The End is Near


If you fellas think that BN taking over the Perak State Government is bad, you ain’t experience the worse yet. Wait a couple of months and you will start feeling it hit your wallet left, right and centre. If the situation still continues to deteriorate after that, then you will really understand just how bad things are.

What am I talking about? No, it is not politics – that is gloomy enough and everybody has just about said everything about the unconstitutional ousting of the legal PR Perak State Government, and I am not adding to the list anymore. What I am stressing here is the economy, our Malaysian economy.

Contrary to what local experts predict, Malaysia’s economic fortunes have always been a follower of the two East Asian dragons, namely Japan and China. When things are looking bright and sunny for these two countries, all Southeast Asian nations profit from it. Well, things aren’t a bed of roses for them any longer.

Japan’s export statistics in 2008 were a record of sorts. Economic figures reported an annual 35% drop in exports. Industrial production figures look grim with a reported 8.9% month-over-month drop. When there is less demand for Japanese goods, they trim back on their purchases of raw material and intermediate goods. They also temporarily shut down their overseas operations and scale down their local operations to ensure that their local employees are not wholly affected. When this occurs, it pushes the unemployment figures up as these multi-national companies start to shed unnecessary indigenous and overseas staff. This will in return nudge the local demand for such goods down as well. Additionally, weak domestic demand will automatically blunt the domestic-oriented businesses' incentives to invest and less investment means fewer opportunities to recoup the losses. Strike one dragon down.

Now China is a different scenario altogether. In the US, the bubble burst at the top of the pyramid bringing down banks and insurance companies thus undermining confidence in the complex financial instruments and the banks that owned them. This brought about their downfall and when banks fail, consumer confidence nosedives and credit dries up. No business can exist without some kind of credit and zero credit unhinged the whole financial system and eventually brought the American house of cards down.

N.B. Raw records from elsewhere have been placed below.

pub mod action;
pub mod catalog;
pub mod commands;
pub mod config;
pub mod database;
pub mod engine;
pub mod error;
pub mod keyboard;
pub mod render;
pub mod runner;
pub mod schema;
pub mod session;
pub mod state;
pub mod stats;
pub mod telemetry;

pub type Engine = engine::SessionEngine<database::Connection>;
type HandlerResult = Result<(), Box<dyn std::error::Error + Send + Sync + 'static>>;
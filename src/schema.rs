use teloxide::{
    dispatching::{UpdateFilterExt, UpdateHandler},
    prelude::*,
};
use tracing::{debug, instrument};

use crate::{
    commands::{self, Command},
    database::Connection,
    runner, HandlerResult,
};

pub fn schema() -> UpdateHandler<Box<dyn std::error::Error + Send + Sync + 'static>> {
    use dptree::case;
    debug!("Building dispatch tree");

    let command_handler = teloxide::filter_command::<Command, _>()
        .branch(case![Command::Help].endpoint(commands::help))
        .branch(case![Command::Start].endpoint(commands::start::<Connection>))
        .branch(case![Command::Stats].endpoint(commands::stats::<Connection>))
        .branch(case![Command::Reset].endpoint(commands::reset::<Connection>));

    let message_handler = Update::filter_message()
        .branch(command_handler)
        .endpoint(invalid_input);

    let callback_handler =
        Update::filter_callback_query().endpoint(runner::handle_callback::<Connection>);

    dptree::entry()
        .branch(message_handler)
        .branch(callback_handler)
}

#[instrument(level = "info", skip(bot, msg), fields(chat = %msg.chat.id))]
async fn invalid_input(bot: Bot, msg: Message) -> HandlerResult {
    debug!("Unhandled message {:?}", msg.text());
    bot.send_message(
        msg.chat.id,
        "Не понимаю это сообщение. Используйте кнопки или /help.",
    )
    .await?;
    Ok(())
}
use std::sync::Arc;

use teloxide::{
    prelude::Requester,
    types::{Message, User},
    utils::command::BotCommands,
    Bot,
};
use tracing::{info, instrument};

use crate::{
    database::Store, engine::SessionEngine, render, runner::send_screen, HandlerResult,
};

#[derive(Debug, Clone, BotCommands)]
#[command(rename_rule = "lowercase", description = "Доступные команды:")]
pub enum Command {
    #[command(description = "начать заново и выбрать уровень.")]
    Start,
    #[command(description = "показать статистику.")]
    Stats,
    #[command(description = "сбросить текущий тест.")]
    Reset,
    #[command(description = "показать это сообщение.")]
    Help,
}

fn display_name(user: &User) -> &str {
    if user.first_name.trim().is_empty() {
        "друг"
    } else {
        &user.first_name
    }
}

pub(crate) async fn help(bot: Bot, msg: Message) -> HandlerResult {
    bot.send_message(msg.chat.id, Command::descriptions().to_string())
        .await?;
    Ok(())
}

#[instrument(level = "info", skip(bot, msg, engine), fields(chat = %msg.chat.id))]
pub(crate) async fn start<S: Store>(
    bot: Bot,
    msg: Message,
    engine: Arc<SessionEngine<S>>,
) -> HandlerResult {
    let Some(user) = msg.from.as_ref() else {
        return Ok(());
    };
    let user_id = user.id.0 as i64;

    engine
        .register_user(user_id, user.username.as_deref(), &user.first_name)
        .await;
    engine.start_over(user_id).await;

    send_screen(&bot, msg.chat.id, &render::welcome(display_name(user), engine.catalog())).await?;
    info!("User {} ({}) started the bot", user_id, display_name(user));

    Ok(())
}

#[instrument(level = "info", skip(bot, msg, engine), fields(chat = %msg.chat.id))]
pub(crate) async fn stats<S: Store>(
    bot: Bot,
    msg: Message,
    engine: Arc<SessionEngine<S>>,
) -> HandlerResult {
    let Some(user) = msg.from.as_ref() else {
        return Ok(());
    };
    let user_id = user.id.0 as i64;

    let stats = engine.stats(user_id).await;
    send_screen(&bot, msg.chat.id, &render::statistics(&stats)).await?;
    info!("User {} requested stats", user_id);

    Ok(())
}

#[instrument(level = "info", skip(bot, msg, engine), fields(chat = %msg.chat.id))]
pub(crate) async fn reset<S: Store>(
    bot: Bot,
    msg: Message,
    engine: Arc<SessionEngine<S>>,
) -> HandlerResult {
    let Some(user) = msg.from.as_ref() else {
        return Ok(());
    };
    let user_id = user.id.0 as i64;

    engine.start_over(user_id).await;
    send_screen(&bot, msg.chat.id, &render::reset_done()).await?;
    info!("User {} reset their test", user_id);

    Ok(())
}
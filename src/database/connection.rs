use std::{future::Future, str::FromStr};

use sqlx::sqlite::{SqliteConnectOptions, SqliteConnection, SqlitePool, SqlitePoolOptions};
use tracing::{debug, info};

use super::records::{LevelSummary, OverallSummary, RecentResult, ResultHistory, SessionRow};
use crate::{
    error::StorageError,
    session::{Completion, QuizSession},
};

const RECENT_RESULTS: i64 = 5;

/// Durable mirror of users, results and in-flight sessions, keyed by user id.
pub trait Store: Send + Sync + 'static {
    /// Inserts the user if absent; an existing record is left as is.
    fn upsert_user(
        &self,
        user_id: i64,
        username: Option<&str>,
        first_name: &str,
    ) -> impl Future<Output = Result<(), StorageError>> + Send;

    /// Records a result. A second call for the same attempt is a no-op.
    fn append_result(
        &self,
        user_id: i64,
        completion: &Completion,
    ) -> impl Future<Output = Result<(), StorageError>> + Send;

    /// Records the result and drops the session as one unit: either both
    /// happen or neither does.
    fn finish_session(
        &self,
        user_id: i64,
        completion: &Completion,
    ) -> impl Future<Output = Result<(), StorageError>> + Send;

    /// Replaces whatever session the user had.
    fn put_session(
        &self,
        user_id: i64,
        session: &QuizSession,
    ) -> impl Future<Output = Result<(), StorageError>> + Send;

    fn get_session(
        &self,
        user_id: i64,
    ) -> impl Future<Output = Result<Option<QuizSession>, StorageError>> + Send;

    fn delete_session(&self, user_id: i64) -> impl Future<Output = Result<(), StorageError>> + Send;

    fn get_results(
        &self,
        user_id: i64,
    ) -> impl Future<Output = Result<ResultHistory, StorageError>> + Send;
}

pub struct Connection {
    pool: SqlitePool,
}

impl Connection {
    pub async fn connect(connection_string: &str) -> Result<Self, StorageError> {
        let options = SqliteConnectOptions::from_str(connection_string)?.create_if_missing(true);
        let pool = SqlitePoolOptions::new().connect_with(options).await?;
        let connection = Self { pool };
        connection.migrate().await?;
        info!("Database ready at {}", connection_string);
        Ok(connection)
    }

    /// Single-connection in-memory database; every pooled connection to
    /// `:memory:` would otherwise see its own empty schema.
    pub async fn in_memory() -> Result<Self, StorageError> {
        let pool = SqlitePoolOptions::new()
            .max_connections(1)
            .idle_timeout(None)
            .max_lifetime(None)
            .connect("sqlite::memory:")
            .await?;
        let connection = Self { pool };
        connection.migrate().await?;
        Ok(connection)
    }

    async fn migrate(&self) -> Result<(), StorageError> {
        debug!("Running migrations");
        sqlx::migrate!().run(&self.pool).await?;
        Ok(())
    }
}

impl Store for Connection {
    async fn upsert_user(
        &self,
        user_id: i64,
        username: Option<&str>,
        first_name: &str,
    ) -> Result<(), StorageError> {
        // Rows created as placeholders by `append_result` get their name filled once.
        sqlx::query(
            "INSERT INTO users (user_id, username, first_name) VALUES (?, ?, ?)
             ON CONFLICT(user_id) DO UPDATE SET username = excluded.username, first_name = excluded.first_name
             WHERE users.first_name = ''",
        )
        .bind(user_id)
        .bind(username)
        .bind(first_name)
        .execute(&self.pool)
        .await?;

        Ok(())
    }

    async fn append_result(&self, user_id: i64, completion: &Completion) -> Result<(), StorageError> {
        debug!("Creating transaction");
        let mut tx = self.pool.begin().await?;

        insert_result(&mut *tx, user_id, completion).await?;

        debug!("Closing transaction");
        tx.commit().await?;

        Ok(())
    }

    async fn finish_session(&self, user_id: i64, completion: &Completion) -> Result<(), StorageError> {
        debug!("Creating transaction");
        let mut tx = self.pool.begin().await?;

        insert_result(&mut *tx, user_id, completion).await?;

        sqlx::query("DELETE FROM sessions WHERE user_id = ?")
            .bind(user_id)
            .execute(&mut *tx)
            .await?;

        debug!("Closing transaction");
        tx.commit().await?;

        Ok(())
    }

    async fn put_session(&self, user_id: i64, session: &QuizSession) -> Result<(), StorageError> {
        let questions_json = serde_json::to_string(session.questions())?;

        sqlx::query(
            "INSERT INTO sessions
             (user_id, attempt_id, level, mode, questions_json, current_question, correct_answers, total_questions)
             VALUES (?, ?, ?, ?, ?, ?, ?, ?)
             ON CONFLICT(user_id) DO UPDATE SET
                started_at = CASE WHEN sessions.attempt_id = excluded.attempt_id
                    THEN sessions.started_at ELSE CURRENT_TIMESTAMP END,
                attempt_id = excluded.attempt_id,
                level = excluded.level,
                mode = excluded.mode,
                questions_json = excluded.questions_json,
                current_question = excluded.current_question,
                correct_answers = excluded.correct_answers,
                total_questions = excluded.total_questions",
        )
        .bind(user_id)
        .bind(session.attempt_id())
        .bind(session.level().as_str())
        .bind(session.mode().as_str())
        .bind(questions_json)
        .bind(session.current_index() as i64)
        .bind(session.correct_count() as i64)
        .bind(session.total_questions() as i64)
        .execute(&self.pool)
        .await?;

        Ok(())
    }

    async fn get_session(&self, user_id: i64) -> Result<Option<QuizSession>, StorageError> {
        let row = sqlx::query_as::<_, SessionRow>(
            "SELECT attempt_id, level, mode, questions_json, current_question, correct_answers
             FROM sessions WHERE user_id = ?",
        )
        .bind(user_id)
        .fetch_optional(&self.pool)
        .await?;

        row.map(QuizSession::try_from).transpose()
    }

    async fn delete_session(&self, user_id: i64) -> Result<(), StorageError> {
        sqlx::query("DELETE FROM sessions WHERE user_id = ?")
            .bind(user_id)
            .execute(&self.pool)
            .await?;

        Ok(())
    }

    async fn get_results(&self, user_id: i64) -> Result<ResultHistory, StorageError> {
        let mut tx = self.pool.begin().await?;

        let overall = sqlx::query_as::<_, OverallSummary>(
            "SELECT
                COUNT(*) AS total_tests,
                AVG(percentage) AS avg_percentage,
                MAX(percentage) AS best_percentage,
                SUM(correct_answers) AS total_correct,
                SUM(total_questions) AS total_questions
             FROM test_results WHERE user_id = ?",
        )
        .bind(user_id)
        .fetch_one(&mut *tx)
        .await?;

        let per_level = sqlx::query_as::<_, LevelSummary>(
            "SELECT
                level,
                COUNT(*) AS attempts,
                AVG(percentage) AS avg_percentage,
                MAX(percentage) AS best_percentage
             FROM test_results WHERE user_id = ?
             GROUP BY level",
        )
        .bind(user_id)
        .fetch_all(&mut *tx)
        .await?;

        let recent = sqlx::query_as::<_, RecentResult>(
            "SELECT level, mode, percentage, completed_at
             FROM test_results WHERE user_id = ?
             ORDER BY completed_at DESC, id DESC
             LIMIT ?",
        )
        .bind(user_id)
        .bind(RECENT_RESULTS)
        .fetch_all(&mut *tx)
        .await?;

        tx.commit().await?;

        Ok(ResultHistory {
            overall,
            per_level,
            recent,
        })
    }
}

async fn insert_result(
    conn: &mut SqliteConnection,
    user_id: i64,
    completion: &Completion,
) -> Result<(), StorageError> {
    sqlx::query("INSERT OR IGNORE INTO users (user_id, first_name) VALUES (?, '')")
        .bind(user_id)
        .execute(&mut *conn)
        .await?;

    sqlx::query(
        "INSERT INTO test_results
         (user_id, attempt_id, level, mode, correct_answers, total_questions, percentage)
         VALUES (?, ?, ?, ?, ?, ?, ?)
         ON CONFLICT(attempt_id) DO NOTHING",
    )
    .bind(user_id)
    .bind(completion.attempt_id)
    .bind(completion.level.as_str())
    .bind(completion.mode.as_str())
    .bind(completion.correct as i64)
    .bind(completion.total as i64)
    .bind(completion.percentage())
    .execute(&mut *conn)
    .await?;

    Ok(())
}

When the biggest creditor in the entire world experiences a credit crunch, the global financial system automatically follows suit. In China, it is the other way around where the grassroots are first to feel the pinch. It is these small factories that are failing now as the majority of them were manufacturing goods exclusively for the US and EU markets. When export orders are drastically slashed, their wafer thin margins became losses. To survive, they reduced employment and it is these migrant workers (from interior China) that are the first in line to go. Last week, the Chinese Government admitted that at least 20 million of these migrant workers would be unemployed after Chinese New Year.

The similarities of both dragons to overly depend on their respective export-orientated industrialization to boost their economies in the past are creating similar consequences today. Not only that, the penalty for this over reliance is shared amongst all Southeast Asian nations that do business with these two dragons. South Korea and Taiwan (the lesser dragons) are not spared as well because their respective economies are similarly tied to the American economy.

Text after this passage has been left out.